饱和浓度 芥菜糊糊 3483 2024-08-13 20:34:00

隋灿浓没来得及再多想,因为他突然闻到了一股不妙的煳味。

牛肉炖得太久了,土豆块都快化成泥了,好在关火关得还算比较及时,最后成品的卖相看起来还算凑合。

纪羚并没有食言,他在六点五十分的时候回到了家。他的手里抱着两本比较厚重的书,隋灿浓感觉他的心情看起来还不错。

他们一起吃完了那锅土豆牛腩。

隋灿浓感觉自己的火候其实掌控得还可以,牛肉没有特别老,而且味道应该也还算不错。

毕竟纪羚就坐在他的对面,他抱着碗,安安静静地吃了很多块牛肉。

隋灿浓吃得比较快,他先一步放下了筷子。

“我刚才给花浇了浇水。” 隋灿浓犹豫了一下,说,“然后也顺手把你的那盆浇了,你今晚就不用再浇了哈。”

纪羚看向隋灿浓,点了点头。

隋灿浓还是忍不住问:“你养的那盆是什么啊,是柠檬吗?”

纪羚顿了一下,说:“是。”

隋灿浓哦了一声,他的表情变得若有所思。纪羚的手顿了一下,也跟着放下了筷子。

“你可能不记得了,” 纪羚抬起眼,说,“其实这盆柠檬,是你当时送给我的。”

隋灿浓笑了出来:“原来真的是啊?”

“我刚才一直还都不敢确定。” 隋灿浓回想了一下,又说,“我记得当时这盆柠檬都快半死不活了,没想到这么多年过去了,你竟然一直养得这么好。”

纪羚安静了一瞬,说:“那年冬天的时候,它确实快要挺不过来了。”

“好在后来它撑住了,还结了一次果子。” 他补充道,“不过只结了一颗。”

隋灿浓啊了一声,说:“那挺好的啊。”

纪羚看着隋灿浓的眼睛,很轻地嗯了一声,半晌他低下了头,重新吃起碗底的米饭。

隋灿浓愣了一下,他总感觉有什么地方不太对劲,又感觉刚才的纪羚其实是很想再说些什么的。

纪羚垂下眼,向嘴里缓慢地塞了一口米饭。

C 市那年的冬天非常干冷,这盆柠檬一下子掉了很多叶子,当时纪羚很着急,他查了很多资料,给柠檬换了很多不同牌子的肥料和各种土壤。

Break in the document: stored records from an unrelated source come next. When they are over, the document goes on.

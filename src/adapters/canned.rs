//! Mock generation provider that always answers with the same sample video.

use crate::domain::video::{AspectRatio, VideoRequest};
use crate::ports::provider::{ProviderTicket, VideoProvider};

pub const DEFAULT_PROVIDER_TAG: &str = "veo3-mock";
pub const DEFAULT_READY_AFTER_MS: u64 = 3000;
pub const SAMPLE_VIDEO_URL: &str =
    "https://commondatastorage.googleapis.com/gtv-videos-bucket/sample/BigBuckBunny.mp4";

#[derive(Clone, Debug, PartialEq, Eq)]
pub struct CannedProvider {
    tag: String,
    ready_after_ms: u64,
    landscape_url: String,
    /// Falls back to the landscape asset when unset.
    portrait_url: Option<String>,
}

impl CannedProvider {
    pub fn new(tag: &str, ready_after_ms: u64, landscape_url: &str) -> Self {
        Self {
            tag: tag.to_string(),
            ready_after_ms,
            landscape_url: landscape_url.to_string(),
            portrait_url: None,
        }
    }

    pub fn with_portrait_url(mut self, url: &str) -> Self {
        self.portrait_url = Some(url.to_string());
        self
    }
}

impl Default for CannedProvider {
    fn default() -> Self {
        Self::new(DEFAULT_PROVIDER_TAG, DEFAULT_READY_AFTER_MS, SAMPLE_VIDEO_URL)
    }
}

impl VideoProvider for CannedProvider {
    fn schedule(&self, request: &VideoRequest) -> ProviderTicket {
        let url = match (request.aspect_ratio, &self.portrait_url) {
            (AspectRatio::Portrait, Some(portrait)) => portrait.clone(),
            _ => self.landscape_url.clone(),
        };
        ProviderTicket {
            provider: self.tag.clone(),
            ready_after_ms: self.ready_after_ms,
            url,
        }
    }
}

纪羚知道,只不过是一盆柠檬而已,隋灿浓其实也不会联想到什么。但是他还是想告诉隋灿浓,自己一直都在很用心地养它。

俩人平日里都是轮换着做家务,今天轮到纪羚洗碗。

隋灿浓发现,不论做什么事情时,纪羚好像都可以做到绝对专注。哪怕是洗碗,他也会戴好手套,仔细地擦拭着碟子的每一个边角。

虽说是轮换着做家务,但是隋灿浓自然也不会真的闲着,他站在一旁帮纪羚冲洗着碟子,关水龙头时,手肘还会若有若无地蹭一下纪羚的腰。

纪羚将洗好的碗一只一只地擦干净,在碗碟架上工整地码好,然后他转过身,看向了隋灿浓的脸。

隋灿浓有些尴尬地咳嗽了一声,就听到纪羚平静地说:“没关系的,今天是周六。”

隋灿浓真的很喜欢纪羚的眼睛。

第一眼看过去,只觉得那双眸子冷淡而漂亮,但偏偏眼睫比较长,双眼皮的弧度也很好看,于是又给人恬静干净的感觉。

因为眼周的皮肤有一些薄,所以在动情时,眼皮便会透露出淡淡的粉色。

但是不论在什么时候,纪羚的眼神都很清明,他其实是柔和而又坚韧的,只是隋灿浓总是感觉,他的眼里有一些自己抓不太到的东西。

结束后,隋灿浓从纪羚的身后圈住了他的腰,两人静静地在床上躺了一会儿。

有些昏昏欲睡时,隋灿浓听到纪羚喊了一下自己的名字。

隋灿浓应了一声,就听到纪羚声音很轻地问:“你今年的生日,打算怎么过?”

“哦,我生日不是在下周六吗?” 隋灿浓想了想,说,“托马斯他们非要弄个小小的派对之类的,我拦不住,所以周五的晚上应该会出去聚一聚。”

“他明天应该就会去和你们说了。” 隋灿浓笑着说,“你可要答应啊,我已经期待小纪老师的礼物很久了。”

纪羚沉默着没有说话。

因为纪羚整个人背对着自己,隋灿浓看不到他脸上的神情,但是他感觉纪羚的身体好像僵硬了一下。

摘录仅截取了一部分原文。